— WORK ORDER —
Restate the data that follows exactly as it stands, beginning with the first line and ending with the line that contains "from the paper.".

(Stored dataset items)
====
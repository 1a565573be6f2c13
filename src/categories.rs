use anyhow::{bail, Result};

/// CLEVR question types, keyed by the outermost program function, in the
/// order they are reported. Values are the question families from the paper.
pub static CLEVR_QUESTION_TYPES: phf::OrderedMap<&'static str, &'static str> = phf::phf_ordered_map! {
    "exist"          => "exist",
    "count"          => "count",
    "equal_integer"  => "compare_integer",
    "less_than"      => "compare_integer",
    "greater_than"   => "compare_integer",
    "query_size"     => "query_attribute",
    "query_color"    => "query_attribute",
    "query_material" => "query_attribute",
    "query_shape"    => "query_attribute",
    "equal_size"     => "compare_attribute",
    "equal_color"    => "compare_attribute",
    "equal_material" => "compare_attribute",
    "equal_shape"    => "compare_attribute",
};

/// Ordered, duplicate-free set of category labels a sampler stratifies over.
#[derive(Debug, Clone, PartialEq, Eq)]
pub struct CategorySet {
    labels: Vec<String>,
}

impl CategorySet {
    pub fn new<I, S>(labels: I) -> Result<Self>
    where
        I: IntoIterator<Item = S>,
        S: Into<String>,
    {
        let mut out: Vec<String> = Vec::new();
        for label in labels {
            let label = label.into();
            if label.is_empty() {
                bail!("empty question type label");
            }
            if out.contains(&label) {
                bail!("duplicate question type {label}");
            }
            out.push(label);
        }
        if out.is_empty() {
            bail!("at least one question type is required");
        }
        Ok(Self { labels: out })
    }

    pub fn clevr() -> Self {
        Self {
            labels: CLEVR_QUESTION_TYPES.keys().map(|k| k.to_string()).collect(),
        }
    }

    pub fn len(&self) -> usize {
        self.labels.len()
    }

    pub fn is_empty(&self) -> bool {
        self.labels.is_empty()
    }

    /// Declaration position of `label`, if it belongs to the set.
    pub fn position(&self, label: &str) -> Option<usize> {
        self.labels.iter().position(|l| l == label)
    }

    pub fn iter(&self) -> impl Iterator<Item = &str> {
        self.labels.iter().map(String::as_str)
    }
}

/// Question family for display; falls back to the label itself.
pub fn family(label: &str) -> &str {
    CLEVR_QUESTION_TYPES.get(label).copied().unwrap_or(label)
}
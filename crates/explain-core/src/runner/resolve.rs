use crate::config::{RunnerConfig, expand_tilde};
use crate::errors::CoreError;
use crate::util::{sha256_file, sha256_hex};
use std::fs;
use std::path::{Path, PathBuf};

/// Capability that makes a runner executable available on disk.
pub trait RunnerResolver {
    fn resolve(&self) -> Result<PathBuf, CoreError>;
}

/// A runner that is already installed: either an explicit path or a name on PATH.
pub struct InstalledRunner {
    path: Option<PathBuf>,
    name: String,
}

impl InstalledRunner {
    pub fn new(path: Option<PathBuf>, name: &str) -> Self {
        Self {
            path,
            name: name.to_string(),
        }
    }
}

impl RunnerResolver for InstalledRunner {
    fn resolve(&self) -> Result<PathBuf, CoreError> {
        if let Some(ref path) = self.path {
            if path.is_file() {
                return Ok(path.clone());
            }
            return Err(CoreError::RunnerUnavailable(format!(
                "configured runner not found: {}",
                path.display()
            )));
        }
        which::which(&self.name).map_err(|e| {
            CoreError::RunnerUnavailable(format!("{} not found on PATH: {e}", self.name))
        })
    }
}

/// A runner shipped as a payload file and installed into a cache directory.
/// The cached copy is rewritten only when its checksum differs from the payload.
pub struct BundledRunner {
    bundle: PathBuf,
    install_dir: PathBuf,
    name: String,
}

impl BundledRunner {
    pub fn new(bundle: PathBuf, install_dir: PathBuf, name: &str) -> Self {
        Self {
            bundle,
            install_dir,
            name: name.to_string(),
        }
    }

    pub fn target(&self) -> PathBuf {
        self.install_dir.join(&self.name)
    }

    /// Write `bytes` to the target unless an identical copy is already there.
    /// Returns whether the file was (re)written.
    pub fn install(&self, bytes: &[u8]) -> Result<bool, CoreError> {
        let target = self.target();
        let wanted = sha256_hex(bytes);
        if sha256_file(&target).as_deref() == Some(wanted.as_str()) {
            tracing::debug!(path = %target.display(), "cached runner is current");
            return Ok(false);
        }

        fs::create_dir_all(&self.install_dir).map_err(|e| {
            CoreError::Provision(format!("creating {}: {e}", self.install_dir.display()))
        })?;
        fs::write(&target, bytes)
            .map_err(|e| CoreError::Provision(format!("writing {}: {e}", target.display())))?;
        make_executable(&target)?;
        clear_quarantine(&target);

        tracing::info!(path = %target.display(), sha256 = %wanted, "installed runner");
        Ok(true)
    }
}

impl RunnerResolver for BundledRunner {
    fn resolve(&self) -> Result<PathBuf, CoreError> {
        let bytes = fs::read(&self.bundle).map_err(|e| {
            CoreError::RunnerUnavailable(format!(
                "reading runner bundle {}: {e}",
                self.bundle.display()
            ))
        })?;
        self.install(&bytes)?;
        Ok(self.target())
    }
}

/// Pick a resolver from config: a bundle wins, otherwise an installed runner.
pub fn resolver_from_config(config: &RunnerConfig) -> Box<dyn RunnerResolver> {
    match config.bundle.as_deref() {
        Some(bundle) => Box::new(BundledRunner::new(
            expand_tilde(bundle),
            config.install_dir(),
            &config.name,
        )),
        None => Box::new(InstalledRunner::new(
            config.path.as_deref().map(expand_tilde),
            &config.name,
        )),
    }
}

#[cfg(unix)]
fn make_executable(path: &Path) -> Result<(), CoreError> {
    use std::os::unix::fs::PermissionsExt;
    fs::set_permissions(path, fs::Permissions::from_mode(0o755))
        .map_err(|e| CoreError::Provision(format!("chmod {}: {e}", path.display())))
}

#[cfg(not(unix))]
fn make_executable(_path: &Path) -> Result<(), CoreError> {
    Ok(())
}

/// Best-effort removal of the Gatekeeper quarantine flag.
#[cfg(target_os = "macos")]
fn clear_quarantine(path: &Path) {
    let status = std::process::Command::new("xattr")
        .args(["-d", "com.apple.quarantine"])
        .arg(path)
        .stdout(std::process::Stdio::null())
        .stderr(std::process::Stdio::null())
        .status();
    if let Err(e) = status {
        tracing::warn!("could not run xattr on {}: {e}", path.display());
    }
}

#[cfg(not(target_os = "macos"))]
fn clear_quarantine(_path: &Path) {}
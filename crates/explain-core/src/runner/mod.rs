pub mod llama_cli;
pub mod resolve;

use crate::errors::CoreError;

pub use llama_cli::LlamaCli;
pub use resolve::{BundledRunner, InstalledRunner, RunnerResolver, resolver_from_config};

/// Trait for model runners. Sync only — no async.
pub trait ModelRunner {
    /// Hand a formatted prompt to the runner and return its captured stdout.
    fn run(&self, prompt: &str) -> Result<String, CoreError>;
}
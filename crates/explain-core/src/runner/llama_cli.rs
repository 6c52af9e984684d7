use crate::config::RunnerConfig;
use crate::errors::CoreError;
use crate::util::clip_for_error;
use std::io::Read;
use std::path::PathBuf;
use std::process::{Child, Command, ExitStatus, Stdio};
use std::thread::{self, JoinHandle};
use std::time::{Duration, Instant};
use super::ModelRunner;

/// How often to poll the child while waiting for it to finish.
const POLL_INTERVAL_MS: u64 = 100;

/// Runner that spawns a llama.cpp-style `llama-cli` once per prompt.
pub struct LlamaCli {
    exe: PathBuf,
    model: PathBuf,
    gpu_layers: u32,
    max_tokens: u32,
    timeout: Option<Duration>,
}

impl LlamaCli {
    pub fn new(exe: PathBuf, model: PathBuf, config: &RunnerConfig) -> Self {
        Self {
            exe,
            model,
            gpu_layers: config.gpu_layers,
            max_tokens: config.max_tokens,
            timeout: config.timeout_secs.map(Duration::from_secs),
        }
    }

    /// Arguments for a one-shot generation.
    fn args(&self, prompt: &str) -> Vec<String> {
        vec![
            "-m".to_string(),
            self.model.to_string_lossy().to_string(),
            "-p".to_string(),
            prompt.to_string(),
            "-ngl".to_string(),
            self.gpu_layers.to_string(),
            "-n".to_string(),
            self.max_tokens.to_string(),
        ]
    }
}

impl ModelRunner for LlamaCli {
    fn run(&self, prompt: &str) -> Result<String, CoreError> {
        tracing::debug!(
            exe = %self.exe.display(),
            model = %self.model.display(),
            prompt_chars = prompt.len(),
            "invoking runner"
        );

        let mut child = Command::new(&self.exe)
            .args(self.args(prompt))
            .stdin(Stdio::null())
            .stdout(Stdio::piped())
            .stderr(Stdio::piped())
            .spawn()
            .map_err(|e| CoreError::RunnerSpawn {
                exe: self.exe.display().to_string(),
                reason: e.to_string(),
            })?;

        let stdout = drain(child.stdout.take());
        let stderr = drain(child.stderr.take());

        let start = Instant::now();
        let status = wait_until(&mut child, self.timeout.map(|t| (start, t)))?;

        let stdout = String::from_utf8_lossy(&stdout.join().unwrap_or_default()).into_owned();
        let stderr = String::from_utf8_lossy(&stderr.join().unwrap_or_default()).into_owned();

        tracing::debug!(
            %status,
            elapsed_ms = start.elapsed().as_millis() as u64,
            stdout_bytes = stdout.len(),
            stderr_bytes = stderr.len(),
            "runner finished"
        );

        if !status.success() {
            return Err(CoreError::RunnerFailed {
                status: status.to_string(),
                stderr: format!(
                    "{}\nstdout: {}",
                    stderr.trim_end(),
                    clip_for_error(&stdout)
                ),
            });
        }

        Ok(stdout)
    }
}

/// Read a child pipe to completion on its own thread, so neither pipe can
/// fill up and stall the runner while the other is being waited on.
fn drain<R: Read + Send + 'static>(pipe: Option<R>) -> JoinHandle<Vec<u8>> {
    thread::spawn(move || {
        let mut buf = Vec::new();
        if let Some(mut pipe) = pipe {
            let _ = pipe.read_to_end(&mut buf);
        }
        buf
    })
}

/// Poll the child until it exits. With a deadline, kill it once
/// `started + limit` has passed.
fn wait_until(
    child: &mut Child,
    deadline: Option<(Instant, Duration)>,
) -> Result<ExitStatus, CoreError> {
    loop {
        let polled = child.try_wait().map_err(|e| CoreError::RunnerFailed {
            status: "unknown".to_string(),
            stderr: format!("error waiting for runner: {e}"),
        })?;
        if let Some(status) = polled {
            return Ok(status);
        }
        if let Some((started, limit)) = deadline {
            if started.elapsed() > limit {
                let _ = child.kill();
                let _ = child.wait();
                return Err(CoreError::RunnerTimeout(limit.as_secs()));
            }
        }
        thread::sleep(Duration::from_millis(POLL_INTERVAL_MS));
    }
}
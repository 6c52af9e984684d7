use anyhow::{Context, Result};
use colored::Colorize;
use explain_core::chat::{EXIT_COMMAND, run_chat};

use super::Setup;

pub fn run(setup: &Setup) -> Result<()> {
    println!(
        "{} Type '{}' to quit.",
        "Entering chat mode.".cyan().bold(),
        EXIT_COMMAND
    );

    let stdin = std::io::stdin();
    let mut stdout = std::io::stdout();
    let forwarded = run_chat(
        &setup.runner_exe,
        &setup.model,
        stdin.lock(),
        &mut stdout,
        std::io::stdout(),
    )
    .context("chat mode failed")?;

    tracing::debug!(forwarded, "chat session ended");
    println!();
    println!("{}", "Chat ended.".dimmed());
    Ok(())
}
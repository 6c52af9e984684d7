pub mod analyze;
pub mod chat;
pub mod config;
pub mod errors;
pub mod prompt;
pub mod response;
pub mod runner;
pub mod util;
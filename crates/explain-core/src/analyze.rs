use crate::errors::CoreError;
use crate::prompt::{Mode, build_prompt};
use crate::response::extract;
use crate::runner::ModelRunner;
use serde::Serialize;
use std::path::{Path, PathBuf};

/// Outcome of analysing one file in a batch.
#[derive(Debug, Clone, Serialize)]
pub struct FileReport {
    pub path: PathBuf,
    #[serde(skip_serializing_if = "Option::is_none")]
    pub answer: Option<String>,
    #[serde(skip_serializing_if = "Option::is_none")]
    pub error: Option<String>,
    /// Runner stdout kept when the answer could not be extracted.
    #[serde(skip_serializing_if = "Option::is_none")]
    pub raw_output: Option<String>,
}

impl FileReport {
    pub fn success(path: PathBuf, answer: String) -> Self {
        Self {
            path,
            answer: Some(answer),
            error: None,
            raw_output: None,
        }
    }

    pub fn failure(path: PathBuf, err: &CoreError) -> Self {
        Self {
            path,
            answer: None,
            error: Some(err.to_string()),
            raw_output: err.raw_output().map(str::to_string),
        }
    }

    pub fn is_ok(&self) -> bool {
        self.error.is_none()
    }
}

/// Build a prompt for `source`, run it, and extract the answer.
pub fn analyze_source(
    runner: &dyn ModelRunner,
    source: &str,
    custom_instruction: &str,
    mode: Mode,
) -> Result<String, CoreError> {
    let prompt = build_prompt(source, custom_instruction, mode);
    let raw = runner.run(&prompt)?;
    extract(&raw)
}

/// Read a file and analyse its contents. Non-UTF-8 bytes are replaced.
pub fn analyze_file(
    runner: &dyn ModelRunner,
    path: &Path,
    custom_instruction: &str,
    mode: Mode,
) -> Result<String, CoreError> {
    let bytes = std::fs::read(path)
        .map_err(|e| CoreError::Io(format!("reading {}: {e}", path.display())))?;
    let source = String::from_utf8_lossy(&bytes);
    analyze_source(runner, &source, custom_instruction, mode)
}

/// List regular files directly inside `dir`, sorted by path. Not recursive.
pub fn list_files_in_dir(dir: &Path) -> Result<Vec<PathBuf>, CoreError> {
    let entries = std::fs::read_dir(dir)
        .map_err(|e| CoreError::Io(format!("reading directory {}: {e}", dir.display())))?;

    let mut files = Vec::new();
    for entry in entries {
        let entry = entry.map_err(|e| CoreError::Io(format!("reading directory entry: {e}")))?;
        let path = entry.path();
        if path.is_file() {
            files.push(path);
        }
    }
    files.sort();
    Ok(files)
}

/// Analyse every file in `dir`, one at a time. A failure on one file is
/// recorded in its report and the batch moves on.
///
/// `on_progress` is called before each file is analysed.
pub fn analyze_dir(
    runner: &dyn ModelRunner,
    dir: &Path,
    custom_instruction: &str,
    mode: Mode,
    on_progress: impl FnMut(&Path),
) -> Result<Vec<FileReport>, CoreError> {
    let files = list_files_in_dir(dir)?;
    Ok(analyze_files(runner, &files, custom_instruction, mode, on_progress))
}

/// Analyse an already-listed set of files in order.
pub fn analyze_files(
    runner: &dyn ModelRunner,
    files: &[PathBuf],
    custom_instruction: &str,
    mode: Mode,
    mut on_progress: impl FnMut(&Path),
) -> Vec<FileReport> {
    files
        .iter()
        .map(|path| {
            on_progress(path);
            match analyze_file(runner, path, custom_instruction, mode) {
                Ok(answer) => FileReport::success(path.clone(), answer),
                Err(e) => {
                    tracing::warn!(path = %path.display(), "analysis failed: {e}");
                    FileReport::failure(path.clone(), &e)
                }
            }
        })
        .collect()
}
//! # Keel Plugin Runtime
//!
//! Discovery, loading, sandboxing and lifecycle management for Keel plugins.
//!
//! ## Features
//!
//! - **Loader**: native modules with an API version handshake
//! - **Discovery**: directory scans with sidecar manifests
//! - **Security**: permissions, resource quotas, sandbox guards, violation log
//! - **Messaging**: prioritized point-to-point queues and glob-matched events
//! - **Registry**: dependency ordering, lifecycle state machine, per-tick updates
//! - **Hot Reload**: swap modules when they change on disk
//!
//! ## Example
//!
//! ```rust,no_run
//! use keel_plugin_runtime::*;
//!
//! # async fn example() -> Result<()> {
//! let config = RuntimeConfig::load_from_file("keel.yaml")?;
//! let registry = PluginRegistry::new(config)?;
//! registry.start();
//!
//! registry.load_directory("plugins").await?;
//! registry.update_plugins(1.0 / 60.0).await;
//!
//! registry.shutdown().await?;
//! # Ok(())
//! # }
//! ```

#![deny(unsafe_code)]
#![warn(
    missing_docs,
    missing_debug_implementations,
    rust_2018_idioms,
    unreachable_pub
)]

pub mod config;
pub mod context;
pub mod discovery;
pub mod error;
pub mod hot_reload;
pub mod loader;
pub mod manifest;
pub mod messaging;
pub mod registry;
pub mod security;

pub use config::{ConfigFormat, RuntimeConfig};
pub use context::{HostServices, PluginContext};
pub use discovery::{PluginCandidate, PluginDiscovery, SortKey};
pub use error::{LoadError, LoadResult, MessagingError, Result, RuntimeError};
pub use hot_reload::{HotReloadWatcher, ReloadEvent};
pub use loader::{LoadInfo, PluginLoader, PluginObject};
pub use manifest::PluginManifest;
pub use messaging::{EventSystem, MessageRouter};
pub use registry::{
    LoadOrder, PluginInstance, PluginRegistry, PluginSource, PluginStats, RegistryStats,
    StaticPlugin,
};
pub use security::{ResourceMonitor, ResourceQuota, SecurityManager, SecurityPolicy};

// Re-export plugin API types for convenience
pub use keel_plugin_api::{
    HealthStatus, Permission, Plugin, PluginDependency, PluginError, PluginMetadata, PluginState,
    PluginVersion,
};

/// Prelude module with commonly used types
pub mod prelude {
    pub use crate::config::RuntimeConfig;
    pub use crate::error::{Result, RuntimeError};
    pub use crate::registry::{PluginRegistry, PluginSource, StaticPlugin};
    pub use keel_plugin_api::prelude::*;
}
//! Shared helpers for registry integration tests

#![allow(dead_code)]

use keel_plugin_api::testing::{CallLog, MockPlugin};
use keel_plugin_runtime::prelude::*;
use std::sync::{Arc, Mutex};
use std::time::Duration;

pub fn v(major: u64, minor: u64, patch: u64) -> PluginVersion {
    PluginVersion::new(major, minor, patch)
}

pub fn meta(name: &str) -> PluginMetadata {
    PluginMetadata::new(name, v(1, 0, 0))
}

pub fn shared_log() -> CallLog {
    Arc::new(Mutex::new(Vec::new()))
}

/// Factory handing out clones of `mock`, so the test keeps a view of its log
pub fn factory(mock: &MockPlugin) -> impl Fn() -> Box<dyn Plugin> + Send + Sync + 'static {
    let mock = mock.clone();
    move || Box::new(mock.clone()) as Box<dyn Plugin>
}

pub fn source(metadata: PluginMetadata, mock: &MockPlugin) -> PluginSource {
    PluginSource::Static(StaticPlugin::new(metadata, factory(mock)))
}

pub fn started_registry(config: RuntimeConfig) -> PluginRegistry {
    let registry = PluginRegistry::new(config).expect("valid config");
    registry.start();
    registry
}

pub fn position(log: &CallLog, entry: &str) -> Option<usize> {
    log.lock().unwrap().iter().position(|e| e == entry)
}

pub const IDLE: Duration = Duration::from_secs(2);
//! Reload plugins when their module files change on disk

use crate::error::{Result, RuntimeError};
use crate::registry::PluginRegistry;
use chrono::{DateTime, Utc};
use notify::{Config, Event, EventKind, RecommendedWatcher, RecursiveMode, Watcher};
use std::collections::HashMap;
use std::path::{Path, PathBuf};
use std::time::{Duration, Instant};
use tokio::sync::mpsc;
use tokio::task::JoinHandle;
use tracing::{debug, error, info, warn};

/// Watches plugin directories and hot-swaps changed modules
#[derive(Debug)]
pub struct HotReloadWatcher {
    registry: PluginRegistry,
    directories: Vec<PathBuf>,
    watcher: Option<RecommendedWatcher>,
    changes: Option<mpsc::UnboundedReceiver<notify::Result<Event>>>,
    reports: Option<mpsc::UnboundedSender<ReloadEvent>>,
    debounce: Duration,
}

impl HotReloadWatcher {
    /// Watch the registry's configured search paths
    pub fn new(registry: PluginRegistry) -> Self {
        let directories = registry.config().plugins.search_paths.clone();
        let debounce = registry.config().hot_reload.debounce;
        Self {
            registry,
            directories,
            watcher: None,
            changes: None,
            reports: None,
            debounce,
        }
    }

    /// Watch an additional directory
    pub fn with_directory(mut self, dir: impl Into<PathBuf>) -> Self {
        self.directories.push(dir.into());
        self
    }

    /// Ignore repeated writes to one module within `duration`
    pub fn with_debounce(mut self, duration: Duration) -> Self {
        self.debounce = duration;
        self
    }

    /// Receive a [`ReloadEvent`] for every attempted reload
    pub fn with_reports(mut self, tx: mpsc::UnboundedSender<ReloadEvent>) -> Self {
        self.reports = Some(tx);
        self
    }

    /// Register watches on every directory
    pub fn start(&mut self) -> Result<()> {
        if self.directories.is_empty() {
            return Err(RuntimeError::config("no directories to watch"));
        }

        let (tx, rx) = mpsc::unbounded_channel();
        self.changes = Some(rx);

        let mut watcher = RecommendedWatcher::new(
            move |res| {
                let _ = tx.send(res);
            },
            Config::default().with_poll_interval(Duration::from_secs(2)),
        )
        .map_err(|e| RuntimeError::other(format!("cannot create file watcher: {e}")))?;

        for dir in &self.directories {
            watcher
                .watch(dir, RecursiveMode::Recursive)
                .map_err(|e| {
                    RuntimeError::other(format!("cannot watch {}: {e}", dir.display()))
                })?;
        }

        self.watcher = Some(watcher);
        info!(directories = self.directories.len(), "Watching plugin directories");
        Ok(())
    }

    /// Drop the watches; the spawned loop ends once the channel closes
    pub fn stop(&mut self) {
        self.watcher = None;
        self.changes = None;
        info!("Stopped watching plugin directories");
    }

    /// Spawn the event loop; call after [`start`](Self::start)
    pub fn run(&mut self) -> Result<JoinHandle<()>> {
        let mut rx = self
            .changes
            .take()
            .ok_or_else(|| RuntimeError::other("hot reload watcher was not started"))?;

        let debounce = self.debounce;
        let registry = self.registry.clone();
        let reports = self.reports.clone();

        Ok(tokio::spawn(async move {
            let mut reloaded_at: HashMap<PathBuf, Instant> = HashMap::new();
            while let Some(res) = rx.recv().await {
                let event = match res {
                    Ok(event) => event,
                    Err(e) => {
                        warn!(error = %e, "Watch error");
                        continue;
                    }
                };
                if !touches_module(&event) {
                    continue;
                }

                for path in &event.paths {
                    if reloaded_at
                        .get(path)
                        .is_some_and(|at| at.elapsed() < debounce)
                    {
                        continue;
                    }
                    let Some(report) = reload_for_path(&registry, path).await else {
                        continue;
                    };
                    reloaded_at.insert(path.clone(), Instant::now());
                    if let Some(tx) = &reports {
                        let _ = tx.send(report);
                    }
                }
            }
            debug!("Hot reload loop finished");
        }))
    }
}

/// Whether an event touches a native module
fn touches_module(event: &Event) -> bool {
    matches!(event.kind, EventKind::Modify(_) | EventKind::Create(_))
        && event.paths.iter().any(|path| is_module(path))
}

fn is_module(path: &Path) -> bool {
    path.extension().and_then(|s| s.to_str()) == Some(std::env::consts::DLL_EXTENSION)
}

async fn reload_for_path(registry: &PluginRegistry, path: &Path) -> Option<ReloadEvent> {
    if !is_module(path) {
        return None;
    }
    let plugin_name = registry.plugin_for_path(path)?;
    debug!(plugin = %plugin_name, path = %path.display(), "Module changed on disk");

    let result = registry.reload_plugin(&plugin_name).await;
    let error = match &result {
        Ok(()) => {
            info!(plugin = %plugin_name, "Plugin hot-reloaded");
            None
        }
        Err(e) => {
            error!(plugin = %plugin_name, error = %e, "Failed to hot-reload plugin");
            Some(e.to_string())
        }
    };

    Some(ReloadEvent {
        plugin_name,
        path: path.to_path_buf(),
        at: Utc::now(),
        error,
    })
}

impl ReloadEvent {
    /// Whether the new module is running
    pub fn succeeded(&self) -> bool {
        self.error.is_none()
    }
}

/// Outcome of one hot reload
#[derive(Debug, Clone)]
pub struct ReloadEvent {
    /// Plugin whose module changed
    pub plugin_name: String,
    /// Module path reported by the watcher
    pub path: PathBuf,
    /// When the swap was attempted
    pub at: DateTime<Utc>,
    /// Failure reason; `None` when the new module is running
    pub error: Option<String>,
}
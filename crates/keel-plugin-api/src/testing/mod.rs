//! Testing utilities for plugin development and runtime tests

pub mod mocks;

pub use mocks::{CallLog, MockPlugin};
====
— FINISHED EXERCISE —
repository 1a565573be6f2c13
filename src/categories.rs
use anyhow::{bail, Result};

/// CLEVR question types, keyed by the outermost program function, in the
/// order they are reported. Values are the question families from the paper.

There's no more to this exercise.